Dr. James Hospedales, executive director of the Trinidad-based Caribbean Public Health Agency (CARPHA), said some of the most vulnerable destinations could be at risk.
“We’re very concerned about it. And it’s hard to avoid the media amplification,” he said. “Even a 2-to-3 percent decline in tourism is a huge blow, especially for countries that are already in debt or whose economies are struggling.”
This week several Caribbean nations have stepped up efforts to combat the spread of the disease. France’s health ministry is sending additional medical equipment and personnel after reaching “epidemic” levels in two of its Caribbean territories: Martinique and French Guiana. Together, both countries have more 2,500 potential Zika cases, 100 of those have been confirmed.
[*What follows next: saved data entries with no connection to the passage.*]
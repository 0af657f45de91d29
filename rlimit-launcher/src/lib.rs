//! Spawns a child process with OS resource limits installed before the
//! target executable's own code runs.
//!
//! `setrlimit(2)` only constrains the calling process; calling it from the
//! supervisor would constrain the supervisor itself, not the sandboxed
//! child. [`RlimitLauncher`] instead spawns a tiny trampoline process whose
//! first action is to install the requested limits on itself and then
//! `exec` the real target, replacing its own image. The limits are already
//! in force by the time the target executable's allocator or interpreter
//! starts up.

mod error;
pub mod rlimits;
#[cfg(unix)]
mod trampoline;

pub use error::LaunchError;
pub use error::Result;
pub use rlimits::RlimitName;
pub use rlimits::RlimitPair;
pub use rlimits::Rlimits;
#[cfg(unix)]
pub use trampoline::run_trampoline_main;

use std::collections::HashMap;
use std::ffi::OsStr;
use std::path::Path;
use std::path::PathBuf;
use std::process::Stdio;

use tokio::process::Child;
use tokio::process::Command;

/// Name of the alias/hard-link under which a binary is recognized as the
/// rlimit trampoline by [`run_with_rlimits`].
pub const TRAMPOLINE_EXE_NAME: &str = "rlimit-trampoline";

/// Spawns processes under a fixed set of `Rlimits` via the trampoline
/// helper binary.
#[derive(Debug, Clone)]
pub struct RlimitLauncher {
    trampoline_exe: PathBuf,
}

impl RlimitLauncher {
    /// `trampoline_exe` is the path to a binary that behaves like this
    /// crate's `rlimit-trampoline` binary (or a process that dispatches to
    /// [`run_trampoline_main`] via [`run_with_rlimits`]).
    pub fn new(trampoline_exe: PathBuf) -> Self {
        Self { trampoline_exe }
    }

    /// Locates the trampoline next to the current executable, the way
    /// `codex-linux-sandbox` is located relative to the `codex` binary.
    pub fn from_current_exe() -> Result<Self> {
        let current = std::env::current_exe().map_err(LaunchError::Io)?;
        let sibling = current
            .parent()
            .map(|dir| dir.join(TRAMPOLINE_EXE_NAME))
            .unwrap_or_else(|| PathBuf::from(TRAMPOLINE_EXE_NAME));
        Ok(Self::new(sibling))
    }

    /// Spawns `executable` with `argv`/`env`/`cwd`, under `rlimits`,
    /// returning the `tokio::process::Child` for the *trampoline* process
    /// (which, once it execs, becomes `executable` from the OS's point of
    /// view -- same pid, new image).
    pub fn spawn(
        &self,
        executable: &str,
        argv: &[String],
        env: &HashMap<String, String>,
        cwd: impl AsRef<Path>,
        rlimits: &Rlimits,
    ) -> Result<Child> {
        let rlimits_json = serde_json::to_string(rlimits).map_err(LaunchError::Json)?;

        let mut cmd = Command::new(&self.trampoline_exe);
        cmd.arg("--rlimits").arg(rlimits_json).arg("--");
        cmd.arg(executable);
        cmd.args(argv.iter().map(OsStr::new));
        cmd.current_dir(cwd);
        cmd.env_clear();
        cmd.envs(env);
        cmd.stdin(Stdio::piped());
        cmd.stdout(Stdio::piped());
        cmd.stderr(Stdio::piped());
        cmd.kill_on_drop(true);

        cmd.spawn().map_err(LaunchError::Io)
    }
}

/// Boilerplate shared by any binary that wants to double as the rlimit
/// trampoline when invoked through the `rlimit-trampoline` alias, and run
/// its normal async entry point otherwise. Mirrors
/// `codex_linux_sandbox::run_with_sandbox`.
#[cfg(unix)]
pub fn run_with_rlimits<F, Fut>(main_fn: F) -> anyhow::Result<()>
where
    F: FnOnce() -> Fut,
    Fut: std::future::Future<Output = anyhow::Result<()>>,
{
    let argv0 = std::env::args().next().unwrap_or_default();
    let exe_name = Path::new(&argv0)
        .file_name()
        .and_then(|s| s.to_str())
        .unwrap_or("");

    if exe_name == TRAMPOLINE_EXE_NAME {
        // Safety: `run_trampoline_main` never returns on the success path;
        // on failure it exits the process directly.
        run_trampoline_main();
    }

    let runtime = tokio::runtime::Runtime::new()?;
    runtime.block_on(main_fn())
}
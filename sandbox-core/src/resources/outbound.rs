//! Outbound messaging: replying to (or addressing a fresh message to) the
//! transport the sandboxed application is attached to. Grounded on the
//! source's `OutboundResource`, which looks the original inbound message
//! up by id and asks the transport to build a reply from it.
//!
//! None of these operations produce a reply to the child -- matching the
//! source, which always returns `None` from `handle_reply_to` et al.

use async_trait::async_trait;
use serde_json::Value;

use crate::api::SandboxApi;
use crate::command::Command;
use crate::error::Result;
use crate::registry::Resource;

/// The transport a sandboxed application is wired to. A real deployment
/// implements this against its message broker; the demo CLI logs instead.
#[async_trait]
pub trait OutboundSink: Send + Sync {
    async fn reply_to(&self, original: &Value, content: &Value, continue_session: bool) -> Result<()>;
    async fn reply_to_group(&self, original: &Value, content: &Value, continue_session: bool) -> Result<()>;
    async fn send_to(&self, to_addr: &str, content: &Value, endpoint: &str) -> Result<()>;
}

pub struct OutboundResource {
    sink: std::sync::Arc<dyn OutboundSink>,
}

impl OutboundResource {
    pub fn new(sink: std::sync::Arc<dyn OutboundSink>) -> Self {
        Self { sink }
    }

    async fn original_message(&self, api: &SandboxApi, command: &Command) -> Option<Value> {
        let id = command.get_str("in_reply_to")?;
        api.get_inbound_message(id).await
    }
}

#[async_trait]
impl Resource for OutboundResource {
    fn name(&self) -> &str {
        "outbound"
    }

    async fn dispatch(&self, api: &SandboxApi, command: Command) -> Result<Option<Command>> {
        match command.cmd.as_str() {
            "reply_to" => {
                let Some(original) = self.original_message(api, &command).await else {
                    return Ok(None);
                };
                let content = command.get("content").cloned().unwrap_or(Value::Null);
                let continue_session = command.get_bool("continue_session", true);
                self.sink.reply_to(&original, &content, continue_session).await?;
                Ok(None)
            }
            "reply_to_group" => {
                let Some(original) = self.original_message(api, &command).await else {
                    return Ok(None);
                };
                let content = command.get("content").cloned().unwrap_or(Value::Null);
                let continue_session = command.get_bool("continue_session", true);
                self.sink.reply_to_group(&original, &content, continue_session).await?;
                Ok(None)
            }
            "send_to" => {
                let Some(to_addr) = command.get_str("to_addr") else {
                    return Ok(None);
                };
                let content = command.get("content").cloned().unwrap_or(Value::Null);
                let endpoint = command.get_str("endpoint").unwrap_or("default");
                self.sink.send_to(to_addr, &content, endpoint).await?;
                Ok(None)
            }
            _ => {
                super::unknown_operation(api, "outbound", &command).await;
                Ok(None)
            }
        }
    }
}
For now, the priority is minimizing the spread of the virus throughout the Caribbean, both for nationals and visitors. Many nations including Jamaica and Suriname have announced plans to step up Zika prevention. But countries where poverty and environmental degradation are more prevalent are especially at risk, including Haiti and Guyana. Dr. Hospedales said, similar to last year’s spread of the chikungunya virus, Zika will spread quickly.
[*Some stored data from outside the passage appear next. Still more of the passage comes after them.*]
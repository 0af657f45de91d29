//! The trampoline's own logic: install rlimits on the *current* process,
//! then replace its image with the target executable via `execvp`.
//!
//! This module is only ever reached in the freshly-forked child; it never
//! returns on success because `execvp` replaces the running image.

use std::ffi::CString;

use clap::Parser;

use crate::rlimits::RlimitName;
use crate::rlimits::RlimitPair;
use crate::rlimits::Rlimits;

#[derive(Debug, Parser)]
#[command(name = "rlimit-trampoline")]
struct TrampolineArgs {
    /// JSON-encoded `Rlimits` map to apply to this process before exec.
    #[arg(long)]
    rlimits: String,

    /// The target executable followed by its argv, separated by `--`.
    #[arg(trailing_var_arg = true, allow_hyphen_values = true)]
    command: Vec<String>,
}

/// Parses argv, installs the requested rlimits on the current process, then
/// `execvp`s the target executable. Never returns: on success the process
/// image is replaced; on failure the process exits with a diagnostic on
/// stderr, since there is no supervisor RPC channel to report through yet.
pub fn run_trampoline_main() -> ! {
    let args = TrampolineArgs::parse();

    let rlimits: Rlimits = match serde_json::from_str(&args.rlimits) {
        Ok(r) => r,
        Err(e) => {
            eprintln!("rlimit-trampoline: invalid --rlimits payload: {e}");
            std::process::exit(70);
        }
    };

    if let Err(e) = apply_rlimits(&rlimits) {
        eprintln!("rlimit-trampoline: {e}");
        std::process::exit(71);
    }

    if args.command.is_empty() {
        eprintln!("rlimit-trampoline: no command given to exec");
        std::process::exit(72);
    }

    exec_replace(&args.command);
}

fn apply_rlimits(rlimits: &Rlimits) -> Result<(), crate::error::LaunchError> {
    for (name, pair) in rlimits {
        set_one_rlimit(*name, *pair)?;
    }
    Ok(())
}

fn set_one_rlimit(name: RlimitName, pair: RlimitPair) -> Result<(), crate::error::LaunchError> {
    let limit = libc::rlimit {
        rlim_cur: to_rlim_t(pair.soft),
        rlim_max: to_rlim_t(pair.hard),
    };
    let rc = unsafe { libc::setrlimit(name.to_libc_resource(), &limit) };
    if rc != 0 {
        return Err(crate::error::LaunchError::SetRlimit(
            format!("{name:?}"),
            std::io::Error::last_os_error(),
        ));
    }
    Ok(())
}

/// Negative values (e.g. `-1`) mean "unlimited", matching the POSIX
/// `RLIM_INFINITY` convention operators expect from `ulimit`-style config.
fn to_rlim_t(value: i64) -> libc::rlim_t {
    if value < 0 {
        libc::RLIM_INFINITY
    } else {
        value as libc::rlim_t
    }
}

/// Replaces the current process image with `command[0]`, passing
/// `command` as argv. Inherited fds, env, and cwd carry over untouched.
fn exec_replace(command: &[String]) -> ! {
    #[expect(clippy::expect_used)]
    let c_command = CString::new(command[0].as_str()).expect("executable path has no NUL bytes");
    #[expect(clippy::expect_used)]
    let c_args: Vec<CString> = command
        .iter()
        .map(|arg| CString::new(arg.as_str()).expect("argv entry has no NUL bytes"))
        .collect();
    let mut c_args_ptrs: Vec<*const libc::c_char> = c_args.iter().map(|arg| arg.as_ptr()).collect();
    c_args_ptrs.push(std::ptr::null());

    unsafe {
        libc::execvp(c_command.as_ptr(), c_args_ptrs.as_ptr());
    }

    let err = std::io::Error::last_os_error();
    eprintln!("rlimit-trampoline: execvp({}) failed: {err}", command[0]);
    std::process::exit(73);
}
“It’s a new disease that is evolving in our region. But the majority of people who get Zika don’t get ill so it’s hard to count them,” he said. “Still, we’re enhancing our existing surveillance systems. We’re keeping track of which islands and which areas are experiencing it.”
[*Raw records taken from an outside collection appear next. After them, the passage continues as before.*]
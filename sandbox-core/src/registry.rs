//! The resource registry: a name -> `Resource` mapping shared by every
//! concurrent sandbox run within one worker. Per-sandbox state never lives
//! here -- it lives on the per-run [`crate::api::SandboxApi`].

use std::collections::HashMap;
use std::sync::Arc;

use async_trait::async_trait;

use crate::api::SandboxApi;
use crate::command::Command;
use crate::error::Result;
use crate::resources::fallback::FallbackResource;

/// A capability exposed to the child over the RPC, keyed by a command
/// prefix (`<name>.<operation>`).
#[async_trait]
pub trait Resource: Send + Sync {
    fn name(&self) -> &str;

    /// Sequentially awaited once, before any sandbox run begins.
    async fn setup(&self) -> Result<()> {
        Ok(())
    }

    /// Sequentially awaited once, at worker shutdown.
    async fn teardown(&self) -> Result<()> {
        Ok(())
    }

    /// Invoked once per sandbox run, during `SandboxApi::sandbox_init`.
    async fn sandbox_init(&self, api: &SandboxApi) -> Result<()> {
        let _ = api;
        Ok(())
    }

    /// Handles one command whose resource prefix resolved to this
    /// instance. `command.cmd` has already had the resource prefix
    /// stripped, so resources match on the bare operation name.
    ///
    /// `Ok(None)` suppresses the reply (fire-and-forget commands);
    /// `Ok(Some(reply))` is sent back to the child with the dotted name
    /// and original `cmd_id` restored by the caller.
    async fn dispatch(&self, api: &SandboxApi, command: Command) -> Result<Option<Command>>;
}

/// Holds every configured resource plus the fallback resource used for
/// unrecognized command prefixes.
pub struct ResourceRegistry {
    resources: HashMap<String, Arc<dyn Resource>>,
    fallback: Arc<FallbackResource>,
}

impl ResourceRegistry {
    pub fn new() -> Self {
        Self {
            resources: HashMap::new(),
            fallback: Arc::new(FallbackResource::new()),
        }
    }

    /// Registers `resource` under `name`. Should only be called before
    /// [`setup`](Self::setup).
    pub fn register(&mut self, name: impl Into<String>, resource: Arc<dyn Resource>) {
        self.resources.insert(name.into(), resource);
    }

    pub fn contains(&self, name: &str) -> bool {
        self.resources.contains_key(name)
    }

    /// Looks up a resource by its exact configured name, with no fallback.
    /// Used where "is this specific resource configured and registered?"
    /// matters, as opposed to [`resolve`](Self::resolve)'s dotted-command
    /// prefix lookup.
    pub fn get(&self, name: &str) -> Option<Arc<dyn Resource>> {
        self.resources.get(name).cloned()
    }

    /// Sequentially initializes every registered resource.
    pub async fn setup(&self) -> Result<()> {
        for resource in self.resources.values() {
            resource.setup().await?;
        }
        Ok(())
    }

    /// Sequentially tears down every registered resource.
    pub async fn teardown(&self) -> Result<()> {
        for resource in self.resources.values() {
            resource.teardown().await?;
        }
        Ok(())
    }

    pub fn iter(&self) -> impl Iterator<Item = &Arc<dyn Resource>> {
        self.resources.values()
    }

    /// Resolves a dotted command's resource prefix to its handler, falling
    /// back to the fallback resource (log-and-kill) when `name` is absent
    /// or unregistered.
    pub fn resolve(&self, name: Option<&str>) -> Arc<dyn Resource> {
        match name.and_then(|n| self.resources.get(n)) {
            Some(resource) => resource.clone(),
            None => self.fallback.clone(),
        }
    }
}

impl Default for ResourceRegistry {
    fn default() -> Self {
        Self::new()
    }
}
At the height of tourism season, Riley said the best way to prevent a dent in tourism revenue is to address the issue head on.
“We need to make sure people aren’t cancelling their vacations and making life-changing decisions based on misinformation,” he said. “We’re not at all shy about pointing out there are very few [confirmed] cases that have popped up in the Caribbean and there is no link we can find between Zika and microcephaly (a severe birth defect). But we understand that is the main source of people’s concern.”
The CTO and CARPHA together released travel facts and guidelines for would-be visitors worried about a potential Zika outbreak. To further calm fears, the Caribbean Tourism Organization gives 10 reasons why visitors shouldn’t cancel their trip.
CARPHA’s Dr. James Hospedales said Caribbean governments and health officials are working tirelessly to reduce the risks, but that visitors shouldn’t avoid the region out of fear.
“We want people to know you can come to the Caribbean and not let mosquitoes ruin your vacation. Just take the normal precautions,” he said.